Dataset excerpts:
use log::warn;
use rand::distributions::WeightedIndex;
use rand::prelude::*;
use rand::rngs::StdRng;

/// Chooses which samples go into each batch
///
/// Training batches follow an epoch-wise permutation, or weighted draws with
/// replacement when class balancing is on. Validation batches walk the
/// samples in order; the last batch of a pass is partial.
#[derive(Debug, Clone)]
pub struct BatchSampler {
    labels: Vec<u8>,
    batch_size: usize,
    shuffle: bool,
    validation_mode: bool,
    balance: Option<WeightedIndex<f64>>,
    all_neg_skip: f64,
    order: Vec<usize>,
    cursor: usize,
    seed: u64,
    rng: StdRng,
}

impl BatchSampler {
    /// # Arguments
    ///
    /// * `labels` - Binary label of every sample
    /// * `batch_size` - Samples per batch
    /// * `balance_classes` - Target share of positives per batch, 0 disables
    /// * `all_neg_skip` - Probability of redrawing a batch without positives
    /// * `shuffle` - Permute the samples at every pass
    /// * `seed` - RNG seed
    /// * `validation_mode` - In-order passes, no balancing or skipping
    pub fn new(
        labels: Vec<u8>,
        batch_size: usize,
        balance_classes: f64,
        all_neg_skip: f64,
        shuffle: bool,
        seed: u64,
        validation_mode: bool,
    ) -> Self {
        let n_pos = labels.iter().filter(|&&l| l > 0).count();
        let n_neg = labels.len() - n_pos;

        let balance = if validation_mode || balance_classes <= 0.0 {
            None
        } else if n_pos == 0 || n_neg == 0 {
            warn!(
                "Class balancing disabled: {} positives and {} negatives",
                n_pos, n_neg
            );
            None
        } else {
            let w_pos = balance_classes / n_pos as f64;
            let w_neg = (1.0 - balance_classes) / n_neg as f64;
            let weights = labels.iter().map(|&l| if l > 0 { w_pos } else { w_neg });
            WeightedIndex::new(weights).ok()
        };

        let all_neg_skip = if validation_mode {
            0.0
        } else if all_neg_skip > 0.0 && n_pos == 0 {
            warn!("All-negative batch skipping disabled: no positive samples");
            0.0
        } else {
            all_neg_skip
        };

        let mut sampler = Self {
            order: (0..labels.len()).collect(),
            labels,
            batch_size,
            shuffle: shuffle && !validation_mode,
            validation_mode,
            balance,
            all_neg_skip,
            cursor: 0,
            seed,
            rng: StdRng::seed_from_u64(seed),
        };
        sampler.start_pass();
        sampler
    }

    pub fn len(&self) -> usize {
        self.labels.len()
    }

    pub fn is_empty(&self) -> bool {
        self.labels.is_empty()
    }

    pub fn labels(&self) -> &[u8] {
        &self.labels
    }

    /// Batches needed to visit every sample once
    pub fn steps_per_pass(&self) -> usize {
        self.labels.len().div_ceil(self.batch_size)
    }

    /// Restarts from the first batch with the initial seed
    pub fn reset(&mut self) {
        self.rng = StdRng::seed_from_u64(self.seed);
        self.order = (0..self.labels.len()).collect();
        self.cursor = 0;
        self.start_pass();
    }

    /// Indices of the next batch
    pub fn next_indices(&mut self) -> Vec<usize> {
        if self.is_empty() {
            return Vec::new();
        }
        loop {
            let batch = self.draw();
            if self.all_neg_skip > 0.0
                && !batch.iter().any(|&i| self.labels[i] > 0)
                && self.rng.gen_bool(self.all_neg_skip.min(1.0))
            {
                continue;
            }
            return batch;
        }
    }

    /// Per-sample random choice in `0..n`, made on the sampler's RNG
    pub fn choose(&mut self, n: usize) -> usize {
        if self.validation_mode || n <= 1 {
            0
        } else {
            self.rng.gen_range(0..n)
        }
    }

    /// Coin flip with probability 0.5, always false in validation mode
    pub fn coin(&mut self) -> bool {
        !self.validation_mode && self.rng.gen_bool(0.5)
    }

    fn draw(&mut self) -> Vec<usize> {
        if let Some(dist) = &self.balance {
            return (0..self.batch_size)
                .map(|_| dist.sample(&mut self.rng))
                .collect();
        }

        if self.cursor >= self.order.len() {
            self.start_pass();
        }
        let end = (self.cursor + self.batch_size).min(self.order.len());
        let batch = self.order[self.cursor..end].to_vec();
        self.cursor = end;
        batch
    }

    fn start_pass(&mut self) {
        self.cursor = 0;
        if self.shuffle {
            self.order.shuffle(&mut self.rng);
        }
    }
}

#[cfg(test)]
mod tests {
    use super::*;

    fn labels(neg: usize, pos: usize) -> Vec<u8> {
        let mut l = vec![0u8; neg];
        l.extend(vec![1u8; pos]);
        l
    }

    #[test]
    fn test_validation_walks_in_order() {
        let mut sampler = BatchSampler::new(labels(5, 2), 3, 0.5, 0.9, true, 1, true);
        assert_eq!(sampler.steps_per_pass(), 3);
        assert_eq!(sampler.next_indices(), vec![0, 1, 2]);
        assert_eq!(sampler.next_indices(), vec![3, 4, 5]);
        assert_eq!(sampler.next_indices(), vec![6]);
        // Wraps into a new pass
        assert_eq!(sampler.next_indices(), vec![0, 1, 2]);

        sampler.next_indices();
        sampler.reset();
        assert_eq!(sampler.next_indices(), vec![0, 1, 2]);
        assert!(!sampler.coin());
        assert_eq!(sampler.choose(5), 0);
    }

    #[test]
    fn test_shuffled_pass_covers_every_sample() {
        let mut sampler = BatchSampler::new(labels(6, 4), 4, 0.0, 0.0, true, 7, false);
        let mut seen: Vec<usize> = (0..3).flat_map(|_| sampler.next_indices()).collect();
        assert_eq!(seen.len(), 10);
        seen.sort_unstable();
        assert_eq!(seen, (0..10).collect::<Vec<_>>());
    }

    #[test]
    fn test_balanced_draws_reach_target_ratio() {
        let y = labels(95, 5);
        let mut sampler = BatchSampler::new(y.clone(), 32, 0.5, 0.0, true, 3, false);
        let draws: Vec<usize> = (0..200).flat_map(|_| sampler.next_indices()).collect();
        assert_eq!(draws.len(), 200 * 32);
        let pos = draws.iter().filter(|&&i| y[i] == 1).count() as f64;
        let ratio = pos / draws.len() as f64;
        assert!((ratio - 0.5).abs() < 0.05, "ratio={ratio}");
    }

    #[test]
    fn test_all_neg_skip_removes_negative_batches() {
        let y = labels(98, 2);
        let mut sampler = BatchSampler::new(y.clone(), 4, 0.0, 1.0, true, 11, false);
        for _ in 0..50 {
            let batch = sampler.next_indices();
            assert!(batch.iter().any(|&i| y[i] == 1));
        }
    }

    #[test]
    fn test_all_neg_skip_disabled_without_positives() {
        let mut sampler = BatchSampler::new(labels(10, 0), 4, 0.5, 1.0, true, 11, false);
        // Neither balancing nor skipping can apply; plain passes continue
        assert_eq!(sampler.next_indices().len(), 4);
        assert_eq!(sampler.next_indices().len(), 4);
        assert_eq!(sampler.next_indices().len(), 2);
    }

    #[test]
    fn test_same_seed_same_batches() {
        let mut a = BatchSampler::new(labels(20, 5), 5, 0.3, 0.5, true, 99, false);
        let mut b = BatchSampler::new(labels(20, 5), 5, 0.3, 0.5, true, 99, false);
        for _ in 0..10 {
            assert_eq!(a.next_indices(), b.next_indices());
        }
    }
}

Task directions:
Each line above from the one with "shuffle: shuffle &&" up to and including the one with "pub fn len(&self)" must be set down exactly, and no line outside that span may appear.

Problem solution:
            shuffle: shuffle && !validation_mode,
            validation_mode,
            balance,
            all_neg_skip,
            cursor: 0,
            seed,
            rng: StdRng::seed_from_u64(seed),
        };
        sampler.start_pass();
        sampler
    }

    pub fn len(&self) -> usize {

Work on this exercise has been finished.